» **Exercise aim**
Send every record back word for word.

» **Dataset records**
════════
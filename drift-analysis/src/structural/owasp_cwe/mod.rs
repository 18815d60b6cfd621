//! OWASP/CWE Mapping (System 26) — enrichment-only, 173 detector→CWE/OWASP mappings.

pub mod types;
pub mod registry;
pub mod enrichment;
pub mod wrapper_bridge;
pub mod posture;

pub use types::*;
pub use registry::CweOwaspRegistry;
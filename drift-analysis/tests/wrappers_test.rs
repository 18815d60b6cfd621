//! Phase 5 wrapper detection tests (T5-WRP-01 through T5-WRP-06).

use drift_analysis::structural::wrappers::types::*;
use drift_analysis::structural::wrappers::detector::WrapperDetector;
use drift_analysis::structural::wrappers::multi_primitive::analyze_multi_primitive;
use drift_analysis::structural::wrappers::security::{
    classify_security_wrapper, build_security_wrapper, detect_bypasses,
    SecurityWrapperKind, BypassSeverity,
};

/// T5-WRP-01: Wrapper detection across 3+ frameworks.
#[test]
fn test_wrapper_detection_react() {
    let detector = WrapperDetector::new();
    let content = r#"
import { useState, useEffect } from 'react';

export function useAuth() {
    const [user, setUser] = useState(null);
    useEffect(() => {
        fetchUser().then(setUser);
    }, []);
    return user;
}
"#;
    let wrappers = detector.detect(content, "hooks/useAuth.ts");
    assert!(!wrappers.is_empty(), "Should detect React hook wrappers");
}

/// T5-WRP-01 extended: Vue composable detection.
#[test]
fn test_wrapper_detection_vue() {
    let detector = WrapperDetector::new();
    let content = r#"
import { ref, computed, onMounted } from 'vue';

export function useCounter() {
    const count = ref(0);
    const doubled = computed(() => count.value * 2);
    return { count, doubled };
}
"#;
    let wrappers = detector.detect(content, "composables/useCounter.ts");
    assert!(!wrappers.is_empty(), "Should detect Vue composable wrappers");
}

/// T5-WRP-02: RegexSet pattern count.
#[test]
fn test_regex_set_pattern_count() {
    use drift_analysis::structural::wrappers::regex_set::PrimitiveRegexSet;
    let regex_set = PrimitiveRegexSet::from_builtins().unwrap();
    assert!(regex_set.len() >= 50,
        "Should have at least 50 patterns, got {}", regex_set.len());
}

/// T5-WRP-03: Security wrapper classification.
#[test]
fn test_security_wrapper_classification() {
    let auth_wrapper = Wrapper {
        name: "requireAuth".into(),
        file: "middleware/auth.ts".into(),
        line: 1,
        category: WrapperCategory::Authentication,
        wrapped_primitives: vec!["jwt.verify".into()],
        framework: "express".into(),
        confidence: 0.9,
        is_multi_primitive: false,
        is_exported: true,
        usage_count: 15,
    };

    let kind = classify_security_wrapper(&auth_wrapper);
    assert_eq!(kind, SecurityWrapperKind::Authentication);

    let sw = build_security_wrapper(&auth_wrapper);
    assert!(sw.is_some(), "Auth wrapper should be classified as security wrapper");
    let sw = sw.unwrap();
    assert!(sw.is_sanitizer, "Auth wrapper should be a sanitizer");
}

/// T5-WRP-04: Wrapper bypass detection.
#[test]
fn test_wrapper_bypass_detection() {
    let wrappers = vec![
        Wrapper {
            name: "requireAuth".into(),
            file: "middleware/auth.ts".into(),
            line: 1,
            category: WrapperCategory::Authentication,
            wrapped_primitives: vec!["jwt.verify".into()],
            framework: "express".into(),
            confidence: 0.9,
            is_multi_primitive: false,
            is_exported: true,
            usage_count: 15,
        },
    ];

    // Direct call to jwt.verify bypasses the auth wrapper
    let calls = vec![("jwt.verify".to_string(), 42u32)];
    let bypasses = detect_bypasses(&wrappers, &calls, "routes/admin.ts");
    assert!(!bypasses.is_empty(), "Should detect bypass of auth wrapper");
    assert_eq!(bypasses[0].severity, BypassSeverity::Critical);
}

/// T5-WRP-05: Multi-primitive detection.
#[test]
fn test_multi_primitive_detection() {
    let wrapper = Wrapper {
        name: "useFormState".into(),
        file: "hooks/useFormState.ts".into(),
        line: 1,
        category: WrapperCategory::StateManagement,
        wrapped_primitives: vec!["useState".into(), "useEffect".into()],
        framework: "react".into(),
        confidence: 0.85,
        is_multi_primitive: true,
        is_exported: true,
        usage_count: 8,
    };

    let info = analyze_multi_primitive(&wrapper);
    assert!(info.is_composite, "Should detect as composite wrapper");
    assert_eq!(info.primitives.len(), 2);
}

/// T5-WRP-06: Wrapper health score.
#[test]
fn test_wrapper_health_score() {
    let health = WrapperHealth {
        consistency: 85.0,
        coverage: 70.0,
        abstraction_depth: 1.5,
        overall: 80.0,
    };
    assert!(health.overall >= 0.0 && health.overall <= 100.0);
    assert!(health.consistency >= 0.0 && health.consistency <= 100.0);
    assert!(health.coverage >= 0.0 && health.coverage <= 100.0);
}

/// T5-WRP-02 extended: All 16 wrapper categories exist.
#[test]
fn test_wrapper_categories() {
    let all = WrapperCategory::all();
    assert_eq!(all.len(), 16);
    assert!(all.contains(&WrapperCategory::StateManagement));
    assert!(all.contains(&WrapperCategory::Authentication));
    assert!(all.contains(&WrapperCategory::ErrorBoundary));
}

/// T5-WRP-03 extended: Security categories identified.
#[test]
fn test_security_categories() {
    assert!(WrapperCategory::Authentication.is_security());
    assert!(WrapperCategory::ErrorBoundary.is_security());
    assert!(!WrapperCategory::Styling.is_security());
    assert!(!WrapperCategory::Animation.is_security());
}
════════
» **Exercise solution**
filename drift-analysis/src/structural/owasp_cwe/mod.rs
repository 18815d60b6cfd621
//! OWASP/CWE Mapping (System 26) — enrichment-only, 173 detector→CWE/OWASP mappings.

pub mod types;
pub mod registry;
pub mod enrichment;
pub mod wrapper_bridge;
pub mod posture;

pub use types::*;
pub use registry::CweOwaspRegistry;
filename drift-analysis/tests/wrappers_test.rs
repository 18815d60b6cfd621
//! Phase 5 wrapper detection tests (T5-WRP-01 through T5-WRP-06).

use drift_analysis::structural::wrappers::types::*;
use drift_analysis::structural::wrappers::detector::WrapperDetector;
use drift_analysis::structural::wrappers::multi_primitive::analyze_multi_primitive;
use drift_analysis::structural::wrappers::security::{
    classify_security_wrapper, build_security_wrapper, detect_bypasses,
    SecurityWrapperKind, BypassSeverity,
};

/// T5-WRP-01: Wrapper detection across 3+ frameworks.
#[test]
fn test_wrapper_detection_react() {
    let detector = WrapperDetector::new();
    let content = r#"
import { useState, useEffect } from 'react';

export function useAuth() {
    const [user, setUser] = useState(null);
    useEffect(() => {
        fetchUser().then(setUser);
    }, []);
    return user;
}
"#;
    let wrappers = detector.detect(content, "hooks/useAuth.ts");
    assert!(!wrappers.is_empty(), "Should detect React hook wrappers");
}

/// T5-WRP-01 extended: Vue composable detection.
#[test]
fn test_wrapper_detection_vue() {
    let detector = WrapperDetector::new();
    let content = r#"
import { ref, computed, onMounted } from 'vue';

export function useCounter() {
    const count = ref(0);
    const doubled = computed(() => count.value * 2);
    return { count, doubled };
}
"#;
    let wrappers = detector.detect(content, "composables/useCounter.ts");
    assert!(!wrappers.is_empty(), "Should detect Vue composable wrappers");
}

/// T5-WRP-02: RegexSet pattern count.
#[test]
fn test_regex_set_pattern_count() {
    use drift_analysis::structural::wrappers::regex_set::PrimitiveRegexSet;
    let regex_set = PrimitiveRegexSet::from_builtins().unwrap();
    assert!(regex_set.len() >= 50,
        "Should have at least 50 patterns, got {}", regex_set.len());
}

/// T5-WRP-03: Security wrapper classification.
#[test]
fn test_security_wrapper_classification() {
    let auth_wrapper = Wrapper {
        name: "requireAuth".into(),
        file: "middleware/auth.ts".into(),
        line: 1,
        category: WrapperCategory::Authentication,
        wrapped_primitives: vec!["jwt.verify".into()],
        framework: "express".into(),
        confidence: 0.9,
        is_multi_primitive: false,
        is_exported: true,
        usage_count: 15,
    };

    let kind = classify_security_wrapper(&auth_wrapper);
    assert_eq!(kind, SecurityWrapperKind::Authentication);

    let sw = build_security_wrapper(&auth_wrapper);
    assert!(sw.is_some(), "Auth wrapper should be classified as security wrapper");
    let sw = sw.unwrap();
    assert!(sw.is_sanitizer, "Auth wrapper should be a sanitizer");
}

/// T5-WRP-04: Wrapper bypass detection.
#[test]
fn test_wrapper_bypass_detection() {
    let wrappers = vec![
        Wrapper {
            name: "requireAuth".into(),
            file: "middleware/auth.ts".into(),
            line: 1,
            category: WrapperCategory::Authentication,
            wrapped_primitives: vec!["jwt.verify".into()],
            framework: "express".into(),
            confidence: 0.9,
            is_multi_primitive: false,
            is_exported: true,
            usage_count: 15,
        },
    ];

    // Direct call to jwt.verify bypasses the auth wrapper
    let calls = vec![("jwt.verify".to_string(), 42u32)];
    let bypasses = detect_bypasses(&wrappers, &calls, "routes/admin.ts");
    assert!(!bypasses.is_empty(), "Should detect bypass of auth wrapper");
    assert_eq!(bypasses[0].severity, BypassSeverity::Critical);
}

/// T5-WRP-05: Multi-primitive detection.
#[test]
fn test_multi_primitive_detection() {
    let wrapper = Wrapper {
        name: "useFormState".into(),
        file: "hooks/useFormState.ts".into(),
        line: 1,
        category: WrapperCategory::StateManagement,
        wrapped_primitives: vec!["useState".into(), "useEffect".into()],
        framework: "react".into(),
        confidence: 0.85,
        is_multi_primitive: true,
        is_exported: true,
        usage_count: 8,
    };

    let info = analyze_multi_primitive(&wrapper);
    assert!(info.is_composite, "Should detect as composite wrapper");
    assert_eq!(info.primitives.len(), 2);
}

/// T5-WRP-06: Wrapper health score.
#[test]
fn test_wrapper_health_score() {
    let health = WrapperHealth {
        consistency: 85.0,
        coverage: 70.0,
        abstraction_depth: 1.5,
        overall: 80.0,
    };
    assert!(health.overall >= 0.0 && health.overall <= 100.0);
    assert!(health.consistency >= 0.0 && health.consistency <= 100.0);
    assert!(health.coverage >= 0.0 && health.coverage <= 100.0);
}

/// T5-WRP-02 extended: All 16 wrapper categories exist.
#[test]
fn test_wrapper_categories() {
    let all = WrapperCategory::all();
    assert_eq!(all.len(), 16);
    assert!(all.contains(&WrapperCategory::StateManagement));
    assert!(all.contains(&WrapperCategory::Authentication));
    assert!(all.contains(&WrapperCategory::ErrorBoundary));
}

/// T5-WRP-03 extended: Security categories identified.
#[test]
fn test_security_categories() {
    assert!(WrapperCategory::Authentication.is_security());
    assert!(WrapperCategory::ErrorBoundary.is_security());
    assert!(!WrapperCategory::Styling.is_security());
    assert!(!WrapperCategory::Animation.is_security());
}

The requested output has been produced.